Jim Cahill of Rutherford Wine Company revealed trade secrets about wine pricing.

* When you order wine by-the-glass in a restaurant, that glass usually costs more than the restaurant paid for the entire bottle. Restaurants like to make 80% profit on wines by the glass. Wineries like to sell their wines to by-the-glass programs because that moves a lot more wine.

* A wine that costs $20 in a store brings the winery only $8.75 gross revenue. The rest goes to transportation, taxes, and mostly distributor and retailer profit.

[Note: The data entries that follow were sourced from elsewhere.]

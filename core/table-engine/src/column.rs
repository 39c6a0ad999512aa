//! FILENAME: core/table-engine/src/column.rs
//! PURPOSE: Columns and the ordered, name-unique column set of one table.
//! CONTEXT: A column binds a Field to its ColumnFilter and a visibility flag.
//! The set derives two fragments from all of its columns: the names of the
//! explicitly hidden columns, and the merged filter fragment. Both are
//! deduplicated cells, so a click that does not change either value never
//! reaches the frame.

use std::fmt;

use query::QueryDescription;
use rustc_hash::FxHashMap;

use crate::cell::Observable;
use crate::error::{ConfigError, SourceError, TableError, TableResult};
use crate::field::Field;
use crate::filter::{ColumnFilter, Filter};

// ============================================================================
// COLUMN
// ============================================================================

pub struct Column<T> {
    field: Field<T>,
    filter: ColumnFilter,
    hidden: Observable<bool>,
}

impl<T> fmt::Debug for Column<T> {
    fn fmt(&self, f: &mut fmt::Formatter<'_>) -> fmt::Result {
        f.debug_struct("Column")
            .field("name", &self.field.name)
            .field("hidden", &self.hidden.get())
            .field("filterable", &self.filter.is_filterable())
            .finish()
    }
}

impl<T> Column<T> {
    /// Column without filters.
    pub fn new(field: Field<T>) -> Self {
        let filter = ColumnFilter::none(field.name.clone());
        Column {
            field,
            filter,
            hidden: Observable::new(false),
        }
    }

    /// Replace the column filter. The filter is keyed by its own name, which
    /// normally equals the column name.
    pub fn with_filter(mut self, filter: impl Into<ColumnFilter>) -> Self {
        self.filter = filter.into();
        self
    }

    pub fn hidden_by_default(self) -> Self {
        self.hidden.set(true);
        self
    }

    pub fn name(&self) -> &str {
        &self.field.name
    }

    pub fn label(&self) -> &str {
        &self.field.label
    }

    pub fn field(&self) -> &Field<T> {
        &self.field
    }

    pub fn filter(&self) -> &ColumnFilter {
        &self.filter
    }

    pub fn is_required(&self) -> bool {
        self.field.required
    }

    pub fn is_optional(&self) -> bool {
        self.field.is_optional()
    }

    pub fn hidden(&self) -> &Observable<bool> {
        &self.hidden
    }

    pub fn is_hidden(&self) -> bool {
        self.hidden.get()
    }

    pub fn set_hidden(&self, hidden: bool) {
        self.hidden.set_if_changed(hidden);
    }

    pub fn hide(&self) {
        self.set_hidden(true);
    }

    pub fn show(&self) {
        self.set_hidden(false);
    }

    /// An explicitly hidden column is never shown. Otherwise a non-optional
    /// column is always shown, and an optional one only when some row has a
    /// value for it or the data source reports the field as present.
    pub fn is_shown(&self, rows: &[T], reported: Option<&[String]>) -> bool {
        if self.is_hidden() {
            return false;
        }
        if !self.is_optional() {
            return true;
        }
        if reported.map_or(false, |names| names.iter().any(|n| n == self.name())) {
            return true;
        }
        rows.iter().any(|row| self.field.has_value(row))
    }
}

// ============================================================================
// COLUMN SET
// ============================================================================

pub struct ColumnSet<T> {
    columns: Vec<Column<T>>,
    index: FxHashMap<String, usize>,
    hidden_names: Observable<Vec<String>>,
    filter_fragment: Observable<QueryDescription>,
    any_filter_set: Observable<bool>,
}

impl<T> fmt::Debug for ColumnSet<T> {
    fn fmt(&self, f: &mut fmt::Formatter<'_>) -> fmt::Result {
        f.debug_list().entries(self.columns.iter()).finish()
    }
}

impl<T> ColumnSet<T> {
    /// Fails if two columns share a name.
    pub fn new(columns: Vec<Column<T>>) -> Result<Self, ConfigError> {
        let mut index = FxHashMap::default();
        for (i, column) in columns.iter().enumerate() {
            if index.insert(column.name().to_string(), i).is_some() {
                return Err(ConfigError::DuplicateColumn(column.name().to_string()));
            }
        }

        let names: Vec<String> = columns.iter().map(|c| c.name().to_string()).collect();
        let hidden_flags: Vec<Observable<bool>> =
            columns.iter().map(|c| c.hidden.clone()).collect();
        let hidden_names = Observable::combine(&hidden_flags, move |flags: &[bool]| {
            names
                .iter()
                .zip(flags)
                .filter(|(_, hidden)| **hidden)
                .map(|(name, _)| name.clone())
                .collect::<Vec<String>>()
        });

        let fragments: Vec<Observable<QueryDescription>> =
            columns.iter().map(|c| c.filter.fragment().clone()).collect();
        let filter_fragment = Observable::combine(&fragments, |fs: &[QueryDescription]| {
            QueryDescription::merged(fs)
        });

        let flags: Vec<Observable<bool>> =
            columns.iter().map(|c| c.filter.is_set().clone()).collect();
        let any_filter_set = Observable::combine(&flags, |fs: &[bool]| fs.iter().any(|f| *f));

        Ok(ColumnSet {
            columns,
            index,
            hidden_names,
            filter_fragment,
            any_filter_set,
        })
    }

    pub fn columns(&self) -> &[Column<T>] {
        &self.columns
    }

    pub fn len(&self) -> usize {
        self.columns.len()
    }

    pub fn is_empty(&self) -> bool {
        self.columns.is_empty()
    }

    pub fn names(&self) -> Vec<String> {
        self.columns.iter().map(|c| c.name().to_string()).collect()
    }

    pub fn column(&self, name: &str) -> TableResult<&Column<T>> {
        self.index
            .get(name)
            .map(|&i| &self.columns[i])
            .ok_or_else(|| TableError::ColumnNotFound(name.to_string()))
    }

    pub fn filter(&self, name: &str) -> TableResult<&ColumnFilter> {
        self.column(name).map(Column::filter)
    }

    /// Names of the explicitly hidden columns, in column order.
    pub fn hidden_names(&self) -> &Observable<Vec<String>> {
        &self.hidden_names
    }

    /// All column filter fragments merged.
    pub fn filter_fragment(&self) -> &Observable<QueryDescription> {
        &self.filter_fragment
    }

    pub fn any_filter_set(&self) -> &Observable<bool> {
        &self.any_filter_set
    }

    pub fn clear_all_filters(&self) {
        for column in &self.columns {
            column.filter.clear();
        }
    }

    /// Names of the columns that should be displayed for `rows`.
    pub fn visible_names(&self, rows: &[T], reported: Option<&[String]>) -> Vec<String> {
        self.columns
            .iter()
            .filter(|c| c.is_shown(rows, reported))
            .map(|c| c.name().to_string())
            .collect()
    }

    pub async fn restore_filters(&self, query: &QueryDescription) -> Result<(), SourceError> {
        for column in &self.columns {
            column.filter.restore(query).await?;
        }
        Ok(())
    }
}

* Wineries that distribute nationally should set their prices by wherever the taxes are highest (North Carolina is up there.) That way, they can sell their wine for $15 (for example) in every state, and simply take higher profits in low-tax states like California.

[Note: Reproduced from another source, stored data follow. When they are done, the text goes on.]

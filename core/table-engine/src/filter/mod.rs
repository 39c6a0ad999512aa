//! FILENAME: core/table-engine/src/filter/mod.rs
//! PURPOSE: Column filters.
//! CONTEXT: Three independent primitives (pattern, values, existence) each
//! hold their own state and publish a query fragment plus an "is set" flag.
//! A ColumnFilter bundles whichever primitives one attribute supports and
//! merges their fragments; all present fragments apply together (AND).

pub mod existence;
pub mod pattern;
pub mod values;

use std::fmt;
use std::sync::Arc;

use async_trait::async_trait;
use query::QueryDescription;

use crate::cell::Observable;
use crate::error::{ConfigError, SourceError};

pub use existence::ExistenceFilter;
pub use pattern::PatternFilter;
pub use values::{FilterOption, OptionLookup, OptionSource, ValuesFilter};

/// Behaviour shared by every filter, primitive or composite.
#[async_trait]
pub trait Filter: Send + Sync {
    /// Attribute the filter applies to.
    fn name(&self) -> &str;

    /// Query fragment for the current state; `{}` when unset.
    fn fragment(&self) -> &Observable<QueryDescription>;

    fn is_set(&self) -> &Observable<bool>;

    fn clear(&self);

    /// Rehydrate the filter state from a serialized query description.
    async fn restore(&self, query: &QueryDescription) -> Result<(), SourceError>;
}

// ============================================================================
// COMPOSITE FILTER
// ============================================================================

/// Up to one filter of each kind for a single attribute.
pub struct ColumnFilter {
    name: String,
    pattern: Option<Arc<PatternFilter>>,
    values: Option<Arc<ValuesFilter>>,
    existence: Option<Arc<ExistenceFilter>>,
    fragment: Observable<QueryDescription>,
    is_set: Observable<bool>,
}

impl fmt::Debug for ColumnFilter {
    fn fmt(&self, f: &mut fmt::Formatter<'_>) -> fmt::Result {
        f.debug_struct("ColumnFilter")
            .field("name", &self.name)
            .field("pattern", &self.pattern.is_some())
            .field("values", &self.values.is_some())
            .field("existence", &self.existence.is_some())
            .field("fragment", &self.fragment.get())
            .finish()
    }
}

impl ColumnFilter {
    /// Start a composite for `name`; primitives are added on the builder and
    /// wired together once, in `build()`.
    pub fn builder(name: impl Into<String>) -> ColumnFilterBuilder {
        ColumnFilterBuilder {
            name: name.into(),
            pattern: None,
            values: None,
            existence: None,
        }
    }

    /// Filter with no primitives; its fragment is always empty.
    pub fn none(name: impl Into<String>) -> Self {
        ColumnFilter::new(name, None, None, None)
    }

    pub fn new(
        name: impl Into<String>,
        pattern: Option<PatternFilter>,
        values: Option<ValuesFilter>,
        existence: Option<ExistenceFilter>,
    ) -> Self {
        let name = name.into();
        let pattern = pattern.map(Arc::new);
        let values = values.map(Arc::new);
        let existence = existence.map(Arc::new);

        // Fixed order: pattern, values, existence.
        let mut parts: Vec<Arc<dyn Filter>> = Vec::new();
        if let Some(p) = &pattern {
            parts.push(p.clone());
        }
        if let Some(v) = &values {
            parts.push(v.clone());
        }
        if let Some(e) = &existence {
            parts.push(e.clone());
        }

        let fragments: Vec<Observable<QueryDescription>> =
            parts.iter().map(|p| p.fragment().clone()).collect();
        let flags: Vec<Observable<bool>> = parts.iter().map(|p| p.is_set().clone()).collect();

        let fragment = Observable::combine(&fragments, |fs: &[QueryDescription]| {
            QueryDescription::merged(fs)
        });
        let is_set = Observable::combine(&flags, |fs: &[bool]| fs.iter().any(|f| *f));

        ColumnFilter {
            name,
            pattern,
            values,
            existence,
            fragment,
            is_set,
        }
    }

    pub fn pattern(&self) -> Option<&PatternFilter> {
        self.pattern.as_deref()
    }

    pub fn values(&self) -> Option<&ValuesFilter> {
        self.values.as_deref()
    }

    pub fn existence(&self) -> Option<&ExistenceFilter> {
        self.existence.as_deref()
    }

    /// True if the attribute supports any kind of filtering.
    pub fn is_filterable(&self) -> bool {
        self.pattern.is_some() || self.values.is_some() || self.existence.is_some()
    }
}

/// Collects the primitives of one `ColumnFilter`.
pub struct ColumnFilterBuilder {
    name: String,
    pattern: Option<PatternFilter>,
    values: Option<ValuesFilter>,
    existence: Option<ExistenceFilter>,
}

impl ColumnFilterBuilder {
    pub fn with_pattern(mut self) -> Self {
        self.pattern = Some(PatternFilter::new(self.name.clone()));
        self
    }

    pub fn with_values(mut self, source: OptionSource) -> Result<Self, ConfigError> {
        self.values = Some(ValuesFilter::new(self.name.clone(), source)?);
        Ok(self)
    }

    pub fn with_existence(mut self) -> Self {
        self.existence = Some(ExistenceFilter::new(self.name.clone()));
        self
    }

    pub fn build(self) -> ColumnFilter {
        ColumnFilter::new(self.name, self.pattern, self.values, self.existence)
    }
}

impl From<ColumnFilterBuilder> for ColumnFilter {
    fn from(builder: ColumnFilterBuilder) -> Self {
        builder.build()
    }
}

#[async_trait]
impl Filter for ColumnFilter {
    fn name(&self) -> &str {
        &self.name
    }

    fn fragment(&self) -> &Observable<QueryDescription> {
        &self.fragment
    }

    fn is_set(&self) -> &Observable<bool> {
        &self.is_set
    }

    fn clear(&self) {
        if let Some(p) = &self.pattern {
            p.clear();
        }
        if let Some(v) = &self.values {
            v.clear();
        }
        if let Some(e) = &self.existence {
            e.clear();
        }
    }

    async fn restore(&self, query: &QueryDescription) -> Result<(), SourceError> {
        if let Some(p) = &self.pattern {
            p.restore(query).await?;
        }
        if let Some(v) = &self.values {
            v.restore(query).await?;
        }
        if let Some(e) = &self.existence {
            e.restore(query).await?;
        }
        Ok(())
    }
}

One final takeaway: people in the wine trade are talking about whether or not Napa Cabernets are  pricing themselves out of the market.

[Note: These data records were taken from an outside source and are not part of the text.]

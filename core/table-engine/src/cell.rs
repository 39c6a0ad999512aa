//! FILENAME: core/table-engine/src/cell.rs
//! PURPOSE: Observable state cells, the building block of the table engine.
//! CONTEXT: Every piece of table state (a filter pattern, the page, the
//! cached rows) lives in an Observable. Setting a cell notifies its listeners
//! synchronously; derived cells built with `map`/`combine` recompute from
//! their sources and only propagate when the result actually changed, so a
//! change travels filter -> column -> column set -> frame without redundant
//! downstream work.
//!
//! Listeners are called outside of any internal lock, so a listener may set
//! other cells (or read this one) freely.

use std::sync::atomic::{AtomicU64, Ordering};
use std::sync::{Arc, Mutex, MutexGuard, PoisonError, Weak};

use tokio::sync::watch;

/// Handle returned by `subscribe`, used to unsubscribe.
pub type ListenerId = u64;

type Listener<T> = Arc<dyn Fn(&T) + Send + Sync>;

/// Lock a mutex, recovering the data if a panicking listener poisoned it.
pub(crate) fn lock<T>(mutex: &Mutex<T>) -> MutexGuard<'_, T> {
    mutex.lock().unwrap_or_else(PoisonError::into_inner)
}

struct Inner<T> {
    value: Mutex<T>,
    listeners: Mutex<Vec<(ListenerId, Listener<T>)>>,
    next_id: AtomicU64,
}

/// Shared, observable value. Clones share the same state.
pub struct Observable<T> {
    inner: Arc<Inner<T>>,
}

impl<T> Clone for Observable<T> {
    fn clone(&self) -> Self {
        Observable {
            inner: Arc::clone(&self.inner),
        }
    }
}

impl<T: std::fmt::Debug> std::fmt::Debug for Observable<T> {
    fn fmt(&self, f: &mut std::fmt::Formatter<'_>) -> std::fmt::Result {
        f.debug_tuple("Observable").field(&*lock(&self.inner.value)).finish()
    }
}

impl<T> Observable<T>
where
    T: Clone + PartialEq + Send + Sync + 'static,
{
    pub fn new(value: T) -> Self {
        Observable {
            inner: Arc::new(Inner {
                value: Mutex::new(value),
                listeners: Mutex::new(Vec::new()),
                next_id: AtomicU64::new(1),
            }),
        }
    }

    /// Current value (cloned).
    pub fn get(&self) -> T {
        lock(&self.inner.value).clone()
    }

    /// Borrow the current value without cloning it.
    pub fn with<R>(&self, f: impl FnOnce(&T) -> R) -> R {
        f(&lock(&self.inner.value))
    }

    /// Replace the value and notify every listener, even if it is unchanged.
    pub fn set(&self, value: T) {
        *lock(&self.inner.value) = value.clone();
        self.notify(&value);
    }

    /// Replace the value only if it differs structurally. Returns whether it did.
    pub fn set_if_changed(&self, value: T) -> bool {
        {
            let mut current = lock(&self.inner.value);
            if *current == value {
                return false;
            }
            *current = value.clone();
        }
        self.notify(&value);
        true
    }

    /// Edit a copy of the value in place, then `set_if_changed` it.
    pub fn update(&self, f: impl FnOnce(&mut T)) -> bool {
        let mut next = self.get();
        f(&mut next);
        self.set_if_changed(next)
    }

    /// Register a listener and immediately replay the current value to it.
    pub fn subscribe(&self, f: impl Fn(&T) + Send + Sync + 'static) -> ListenerId {
        let current = self.get();
        let id = self.add_listener(Arc::new(f));
        self.replay(id, &current);
        id
    }

    /// Register a listener that only sees future changes.
    pub fn subscribe_changes(&self, f: impl Fn(&T) + Send + Sync + 'static) -> ListenerId {
        self.add_listener(Arc::new(f))
    }

    pub fn unsubscribe(&self, id: ListenerId) -> bool {
        let mut listeners = lock(&self.inner.listeners);
        let before = listeners.len();
        listeners.retain(|(lid, _)| *lid != id);
        listeners.len() != before
    }

    pub fn listener_count(&self) -> usize {
        lock(&self.inner.listeners).len()
    }

    /// Derived cell holding `f(value)`, updated only when the result changes.
    pub fn map<U, F>(&self, f: F) -> Observable<U>
    where
        U: Clone + PartialEq + Send + Sync + 'static,
        F: Fn(&T) -> U + Send + Sync + 'static,
    {
        let derived = Observable::new(self.with(&f));
        let source = Arc::downgrade(&self.inner);
        let target = Arc::downgrade(&derived.inner);
        self.subscribe_changes(move |_| {
            let (Some(source), Some(target)) = (source.upgrade(), target.upgrade()) else {
                return;
            };
            // Recompute from the source's current value, not the notified one:
            // a nested set may already have superseded it.
            let value = lock(&source.value).clone();
            Observable { inner: target }.set_if_changed(f(&value));
        });
        derived
    }

    /// Derived cell computed from a list of same-typed sources.
    pub fn combine<S, F>(sources: &[Observable<S>], f: F) -> Observable<T>
    where
        S: Clone + PartialEq + Send + Sync + 'static,
        F: Fn(&[S]) -> T + Send + Sync + 'static,
    {
        let initial: Vec<S> = sources.iter().map(Observable::get).collect();
        let derived = Observable::new(f(&initial));

        let f = Arc::new(f);
        let weak_sources: Arc<Vec<Weak<Inner<S>>>> =
            Arc::new(sources.iter().map(|s| Arc::downgrade(&s.inner)).collect());

        for source in sources {
            let f = Arc::clone(&f);
            let weak_sources = Arc::clone(&weak_sources);
            let target = Arc::downgrade(&derived.inner);
            source.subscribe_changes(move |_| {
                let Some(target) = target.upgrade() else {
                    return;
                };
                let mut values = Vec::with_capacity(weak_sources.len());
                for weak in weak_sources.iter() {
                    match weak.upgrade() {
                        Some(inner) => values.push(lock(&inner.value).clone()),
                        None => return,
                    }
                }
                Observable { inner: target }.set_if_changed(f(&values));
            });
        }
        derived
    }

    /// Bridge to async consumers: a watch receiver that always holds the
    /// latest value of this cell.
    pub fn watch(&self) -> watch::Receiver<T> {
        let (tx, rx) = watch::channel(self.get());
        self.subscribe_changes(move |value| {
            if !tx.is_closed() {
                tx.send_replace(value.clone());
            }
        });
        rx
    }

    fn add_listener(&self, listener: Listener<T>) -> ListenerId {
        let id = self.inner.next_id.fetch_add(1, Ordering::Relaxed);
        lock(&self.inner.listeners).push((id, listener));
        id
    }

    fn replay(&self, id: ListenerId, value: &T) {
        let listener = lock(&self.inner.listeners)
            .iter()
            .find(|(lid, _)| *lid == id)
            .map(|(_, l)| Arc::clone(l));
        if let Some(listener) = listener {
            listener(value);
        }
    }

    fn notify(&self, value: &T) {
        let listeners: Vec<Listener<T>> = lock(&self.inner.listeners)
            .iter()
            .map(|(_, l)| Arc::clone(l))
            .collect();
        for listener in listeners {
            listener(value);
        }
    }
}

impl<T> Default for Observable<T>
where
    T: Clone + PartialEq + Send + Sync + Default + 'static,
{
    fn default() -> Self {
        Observable::new(T::default())
    }
}

#[cfg(test)]
mod tests {
    use super::*;
    use std::sync::atomic::AtomicUsize;

    #[test]
    fn test_subscribe_replays_current_value() {
        let cell = Observable::new(7);
        let seen = Arc::new(Mutex::new(Vec::new()));
        let sink = Arc::clone(&seen);
        cell.subscribe(move |v| sink.lock().unwrap().push(*v));
        cell.set(8);
        assert_eq!(*seen.lock().unwrap(), vec![7, 8]);
    }

    #[test]
    fn test_set_always_notifies_but_set_if_changed_does_not() {
        let cell = Observable::new("a".to_string());
        let hits = Arc::new(AtomicUsize::new(0));
        let counter = Arc::clone(&hits);
        cell.subscribe_changes(move |_| {
            counter.fetch_add(1, Ordering::SeqCst);
        });

        cell.set("a".to_string());
        assert!(!cell.set_if_changed("a".to_string()));
        assert!(cell.set_if_changed("b".to_string()));
        assert_eq!(hits.load(Ordering::SeqCst), 2);
    }

    #[test]
    fn test_map_deduplicates() {
        let cell = Observable::new(1);
        let parity = cell.map(|v| v % 2 == 0);
        let hits = Arc::new(AtomicUsize::new(0));
        let counter = Arc::clone(&hits);
        parity.subscribe_changes(move |_| {
            counter.fetch_add(1, Ordering::SeqCst);
        });

        cell.set(3);
        cell.set(5);
        assert_eq!(hits.load(Ordering::SeqCst), 0);
        cell.set(6);
        assert!(parity.get());
        assert_eq!(hits.load(Ordering::SeqCst), 1);
    }

    #[test]
    fn test_combine_tracks_all_sources() {
        let a = Observable::new(1);
        let b = Observable::new(2);
        let sum = Observable::combine(&[a.clone(), b.clone()], |values: &[i32]| {
            values.iter().sum::<i32>()
        });
        assert_eq!(sum.get(), 3);
        a.set(10);
        assert_eq!(sum.get(), 12);
        b.set(0);
        assert_eq!(sum.get(), 10);
    }

    #[test]
    fn test_unsubscribe_stops_notifications() {
        let cell = Observable::new(0);
        let hits = Arc::new(AtomicUsize::new(0));
        let counter = Arc::clone(&hits);
        let id = cell.subscribe_changes(move |_| {
            counter.fetch_add(1, Ordering::SeqCst);
        });
        cell.set(1);
        assert!(cell.unsubscribe(id));
        cell.set(2);
        assert_eq!(hits.load(Ordering::SeqCst), 1);
        assert_eq!(cell.listener_count(), 0);
    }

    #[test]
    fn test_listener_may_set_other_cells() {
        let source = Observable::new(0);
        let mirror = Observable::new(0);
        let target = mirror.clone();
        source.subscribe_changes(move |v| target.set(*v * 10));
        source.set(4);
        assert_eq!(mirror.get(), 40);
    }

    #[tokio::test]
    async fn test_watch_sees_latest() {
        let cell = Observable::new(1);
        let mut rx = cell.watch();
        cell.set(2);
        rx.changed().await.unwrap();
        assert_eq!(*rx.borrow(), 2);
    }
}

Duckhorn created a brand (Canvasback) on Red Mountain in Washington because it needed a $40 retail Cabernet, which might sell for $100 in restaurants, and didn't think it could easily make one in Napa.

"Due to supply and demand dynamics, Napa Cab prices have exceeded what some are willing to pay," said Belinda Weber, a marketing director for Duckhorn Wine Company.

Walker echoed that, saying, "Is Cabernet still king? Among collectors, yes it is. But you look at restaurant wine lists and you see very little Napa Cabernet. It's too expensive. We have wines in our portfolio where the prices have gone up and they have a Napa Cabernet at $60. They say, that's a great value Napa Cabernet. $60? OK. As a result of Napa Cabernet prices going up, other areas are really being looked at."

UC Davis teaches the OIV Wine Marketing Program every year. Here's the page for details.

Follow me on Twitter: @wblakegray and Instagram @wblakegray and like The Gray Report on Facebook.

3 comments:

Bob Henry said...

Excerpt from Wine Spectator Online
(November 12, 2013):

"West Coast Wineries Are Up for Sale -- Quietly”

(A wave of recent deals show investors see opportunities in wine, while owners see an exit strategy.)

Link: http://www.winespectator.com/webfeature/show/id/49221#.UoI_yAMMzG8

By Tim Fish
Senior Editor

“. . . While small wineries can succeed by selling most of their inventory direct to consumers and large producers have muscle with wholesalers, those in the middle -- annual production of 5,000 to 15,000 cases, for example -- can’t get much attention from distributors unless the brand is hot.”

Bob Henry said...

This is a great insight:

"John Collins, CEO of a company called GreatVines that sells alcohol distribution software, started the week off with a slap in the face to all wine companies: 'None of the wine companies are getting any attention (from distributors). Period. Because the spirits companies are that important to the distributors.'

"Collins compared the profit size of Diageo, a huge spirits company, to Jupiter. Gallo, the largest wine company, is Neptune. And if Gallo doesn't matter to a big distributor like Southern Glazer's, no wine company does. . . ."

The money these days is in spirits -- not wine.

How else does one explain this purchase price?

"Diageo to Pay Up to $1 Billion For George Clooney's Tequila"

Link: http://fortune.com/2017/06/21/diageo-tequila-george-clooney/

Unknown said...

Bob - you are 2000% correct. John Collins is a great guy and that quote is so on point.